**TASK BRIEF:**
Each line below is to be written out once more, precisely as given.

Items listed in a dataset
*-*-*

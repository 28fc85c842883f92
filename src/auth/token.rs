use chrono::{DateTime, Duration, Utc};
use jsonwebtoken::{decode, encode, DecodingKey, EncodingKey, Header, Validation};
use serde::{Deserialize, Serialize};

use crate::auth::AuthSettings;
use crate::error::AppError;
use crate::models::Role;

/// Represents the claims encoded within a JWT (JSON Web Token).
#[derive(Debug, Serialize, Deserialize, Clone, PartialEq)]
pub struct Claims {
    /// Subject of the token: the user's id.
    pub sub: i32,
    /// Role at the time the token was issued.
    pub role: Role,
    /// Expiration timestamp (seconds since epoch) for the token.
    pub exp: usize,
}

/// Signs an HS256 token for `user_id` valid for `settings.token_ttl_hours`.
///
/// Returns the token together with its expiry.
pub fn generate_token(
    settings: &AuthSettings,
    user_id: i32,
    role: Role,
    now: DateTime<Utc>,
) -> Result<(String, DateTime<Utc>), AppError> {
    let expires_at = now
        .checked_add_signed(Duration::hours(settings.token_ttl_hours))
        .ok_or_else(|| AppError::InternalServerError("Token expiry out of range".into()))?;

    let claims = Claims {
        sub: user_id,
        role,
        exp: expires_at.timestamp() as usize,
    };

    let token = encode(
        &Header::default(),
        &claims,
        &EncodingKey::from_secret(settings.jwt_secret.as_bytes()),
    )
    .map_err(|e| AppError::InternalServerError(format!("Failed to generate token: {}", e)))?;
    Ok((token, expires_at))
}

/// Verifies a JWT string and decodes its claims.
///
/// Signature and expiry are checked. Any failure is `AppError::Unauthorized`.
pub fn verify_token(settings: &AuthSettings, token: &str) -> Result<Claims, AppError> {
    decode::<Claims>(
        token,
        &DecodingKey::from_secret(settings.jwt_secret.as_bytes()),
        &Validation::default(),
    )
    .map(|data| data.claims)
    .map_err(|e| AppError::Unauthorized(format!("Invalid token: {:?}", e.kind())))
}

#[cfg(test)]
mod tests {
    use super::*;

    #[test]
    fn test_token_generation_and_verification() {
        let settings = AuthSettings::new("test_secret_for_gen_verify");
        let now = Utc::now();
        let (token, expires_at) = generate_token(&settings, 1, Role::Librarian, now).unwrap();
        assert_eq!(expires_at, now + Duration::hours(24));

        let claims = verify_token(&settings, &token).unwrap();
        assert_eq!(claims.sub, 1);
        assert_eq!(claims.role, Role::Librarian);
    }

    #[test]
    fn test_token_expiration() {
        let settings = AuthSettings::new("test_secret_for_expiration");
        let issued = Utc::now() - Duration::hours(26);
        let (expired_token, _) = generate_token(&settings, 2, Role::Member, issued).unwrap();

        match verify_token(&settings, &expired_token) {
            Err(AppError::Unauthorized(msg)) => {
                assert!(msg.contains("ExpiredSignature"), "unexpected message: {}", msg);
            }
            Ok(_) => panic!("Token should have been invalid due to expiration"),
            Err(e) => panic!("Unexpected error type for expired token: {:?}", e),
        }
    }

    #[test]
    fn test_invalid_token_signature() {
        let signer = AuthSettings::new("the_secret_it_was_signed_with");
        let verifier = AuthSettings::new("a_completely_different_secret");
        let (token, _) = generate_token(&signer, 3, Role::Admin, Utc::now()).unwrap();

        match verify_token(&verifier, &token) {
            Err(AppError::Unauthorized(msg)) => assert!(msg.contains("InvalidSignature")),
            Ok(_) => panic!("Token should have been invalid due to signature mismatch"),
            Err(e) => panic!("Unexpected error type for invalid signature: {:?}", e),
        }
    }

    #[test]
    fn test_garbage_is_unauthorized() {
        let settings = AuthSettings::new("secret");
        assert!(matches!(
            verify_token(&settings, "not.a.jwt"),
            Err(AppError::Unauthorized(_))
        ));
    }
}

*-*-*

**RESPONSE:**
repository 28fc85c842883f92
filename src/auth/token.rs
use chrono::{DateTime, Duration, Utc};
use jsonwebtoken::{decode, encode, DecodingKey, EncodingKey, Header, Validation};
use serde::{Deserialize, Serialize};

use crate::auth::AuthSettings;
use crate::error::AppError;
use crate::models::Role;

/// Represents the claims encoded within a JWT (JSON Web Token).
#[derive(Debug, Serialize, Deserialize, Clone, PartialEq)]
pub struct Claims {
    /// Subject of the token: the user's id.
    pub sub: i32,
    /// Role at the time the token was issued.
    pub role: Role,
    /// Expiration timestamp (seconds since epoch) for the token.
    pub exp: usize,
}

/// Signs an HS256 token for `user_id` valid for `settings.token_ttl_hours`.
///
/// Returns the token together with its expiry.
pub fn generate_token(
    settings: &AuthSettings,
    user_id: i32,
    role: Role,
    now: DateTime<Utc>,
) -> Result<(String, DateTime<Utc>), AppError> {
    let expires_at = now
        .checked_add_signed(Duration::hours(settings.token_ttl_hours))
        .ok_or_else(|| AppError::InternalServerError("Token expiry out of range".into()))?;

    let claims = Claims {
        sub: user_id,
        role,
        exp: expires_at.timestamp() as usize,
    };

    let token = encode(
        &Header::default(),
        &claims,
        &EncodingKey::from_secret(settings.jwt_secret.as_bytes()),
    )
    .map_err(|e| AppError::InternalServerError(format!("Failed to generate token: {}", e)))?;
    Ok((token, expires_at))
}

/// Verifies a JWT string and decodes its claims.
///
/// Signature and expiry are checked. Any failure is `AppError::Unauthorized`.
pub fn verify_token(settings: &AuthSettings, token: &str) -> Result<Claims, AppError> {
    decode::<Claims>(
        token,
        &DecodingKey::from_secret(settings.jwt_secret.as_bytes()),
        &Validation::default(),
    )
    .map(|data| data.claims)
    .map_err(|e| AppError::Unauthorized(format!("Invalid token: {:?}", e.kind())))
}

#[cfg(test)]
mod tests {
    use super::*;

    #[test]
    fn test_token_generation_and_verification() {
        let settings = AuthSettings::new("test_secret_for_gen_verify");
        let now = Utc::now();
        let (token, expires_at) = generate_token(&settings, 1, Role::Librarian, now).unwrap();
        assert_eq!(expires_at, now + Duration::hours(24));

        let claims = verify_token(&settings, &token).unwrap();
        assert_eq!(claims.sub, 1);
        assert_eq!(claims.role, Role::Librarian);
    }

    #[test]
    fn test_token_expiration() {
        let settings = AuthSettings::new("test_secret_for_expiration");
        let issued = Utc::now() - Duration::hours(26);
        let (expired_token, _) = generate_token(&settings, 2, Role::Member, issued).unwrap();

        match verify_token(&settings, &expired_token) {
            Err(AppError::Unauthorized(msg)) => {
                assert!(msg.contains("ExpiredSignature"), "unexpected message: {}", msg);
            }
            Ok(_) => panic!("Token should have been invalid due to expiration"),
            Err(e) => panic!("Unexpected error type for expired token: {:?}", e),
        }
    }

    #[test]
    fn test_invalid_token_signature() {
        let signer = AuthSettings::new("the_secret_it_was_signed_with");
        let verifier = AuthSettings::new("a_completely_different_secret");
        let (token, _) = generate_token(&signer, 3, Role::Admin, Utc::now()).unwrap();

        match verify_token(&verifier, &token) {
            Err(AppError::Unauthorized(msg)) => assert!(msg.contains("InvalidSignature")),
            Ok(_) => panic!("Token should have been invalid due to signature mismatch"),
            Err(e) => panic!("Unexpected error type for invalid signature: {:?}", e),
        }
    }

    #[test]
    fn test_garbage_is_unauthorized() {
        let settings = AuthSettings::new("secret");
        assert!(matches!(
            verify_token(&settings, "not.a.jwt"),
            Err(AppError::Unauthorized(_))
        ));
    }
}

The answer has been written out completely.